▸ **YOUR INSTRUCTIONS**
Your job is to copy the data that follows exactly, every line included.

--------------------

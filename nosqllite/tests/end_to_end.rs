use nosqllite::{content_hash, Database, Document, SyncOutcome};
use serde_json::json;
use tempfile::TempDir;

#[test]
fn test_users_survive_reopen() {
    let tmp = TempDir::new().unwrap();
    let db_path = tmp.path().join("app-db");

    {
        let mut db = Database::create(&db_path).unwrap();
        let users = db.new_document("users").unwrap();
        users.set("alice", &json!({ "age": 30 })).unwrap();
        assert_eq!(users.sync().unwrap(), SyncOutcome::Written);
    }

    let db = Database::open(&db_path).unwrap();
    let users = db.get("users").unwrap();
    assert_eq!(users.get("alice").unwrap()["age"], json!(30));
    assert_eq!(users.metadata().datahash, content_hash(users.data()));
}

#[test]
fn test_bulk_sync_then_reopen() {
    let tmp = TempDir::new().unwrap();
    let db_path = tmp.path().join("shop");

    let mut db = Database::create(&db_path).unwrap();
    db.new_document("orders")
        .unwrap()
        .set("o-1", &json!({ "items": ["apple", "pear"], "paid": false }))
        .unwrap();
    db.new_document("customers")
        .unwrap()
        .set("bob", &json!({ "city": "Zürich" }))
        .unwrap();

    let report = db.sync().unwrap();
    assert_eq!(report.written.len(), 2);

    let reopened = Database::open(&db_path).unwrap();
    assert_eq!(reopened.len(), 2);
    assert_eq!(
        reopened.get("customers").unwrap().get("bob").unwrap()["city"],
        json!("Zürich")
    );
    for doc in reopened.documents() {
        assert!(!doc.is_dirty(), "{} should be clean", doc.name());
    }
}

#[test]
fn test_document_opened_directly_matches_database_view() {
    let tmp = TempDir::new().unwrap();
    let db_path = tmp.path().join("db");

    let mut db = Database::create(&db_path).unwrap();
    db.new_document("settings")
        .unwrap()
        .set("theme", "dark")
        .unwrap();
    db.sync().unwrap();

    let doc = Document::open(db_path.join("settings.json")).unwrap();
    assert_eq!(doc.get("theme").unwrap(), &json!("dark"));
    assert_eq!(doc.data(), db.get("settings").unwrap().data());
}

--------------------

▸ **PROBLEM SOLUTION**
filename nosqllite/tests/end_to_end.rs
use nosqllite::{content_hash, Database, Document, SyncOutcome};
use serde_json::json;
use tempfile::TempDir;

#[test]
fn test_users_survive_reopen() {
    let tmp = TempDir::new().unwrap();
    let db_path = tmp.path().join("app-db");

    {
        let mut db = Database::create(&db_path).unwrap();
        let users = db.new_document("users").unwrap();
        users.set("alice", &json!({ "age": 30 })).unwrap();
        assert_eq!(users.sync().unwrap(), SyncOutcome::Written);
    }

    let db = Database::open(&db_path).unwrap();
    let users = db.get("users").unwrap();
    assert_eq!(users.get("alice").unwrap()["age"], json!(30));
    assert_eq!(users.metadata().datahash, content_hash(users.data()));
}

#[test]
fn test_bulk_sync_then_reopen() {
    let tmp = TempDir::new().unwrap();
    let db_path = tmp.path().join("shop");

    let mut db = Database::create(&db_path).unwrap();
    db.new_document("orders")
        .unwrap()
        .set("o-1", &json!({ "items": ["apple", "pear"], "paid": false }))
        .unwrap();
    db.new_document("customers")
        .unwrap()
        .set("bob", &json!({ "city": "Zürich" }))
        .unwrap();

    let report = db.sync().unwrap();
    assert_eq!(report.written.len(), 2);

    let reopened = Database::open(&db_path).unwrap();
    assert_eq!(reopened.len(), 2);
    assert_eq!(
        reopened.get("customers").unwrap().get("bob").unwrap()["city"],
        json!("Zürich")
    );
    for doc in reopened.documents() {
        assert!(!doc.is_dirty(), "{} should be clean", doc.name());
    }
}

#[test]
fn test_document_opened_directly_matches_database_view() {
    let tmp = TempDir::new().unwrap();
    let db_path = tmp.path().join("db");

    let mut db = Database::create(&db_path).unwrap();
    db.new_document("settings")
        .unwrap()
        .set("theme", "dark")
        .unwrap();
    db.sync().unwrap();

    let doc = Document::open(db_path.join("settings.json")).unwrap();
    assert_eq!(doc.get("theme").unwrap(), &json!("dark"));
    assert_eq!(doc.data(), db.get("settings").unwrap().data());
}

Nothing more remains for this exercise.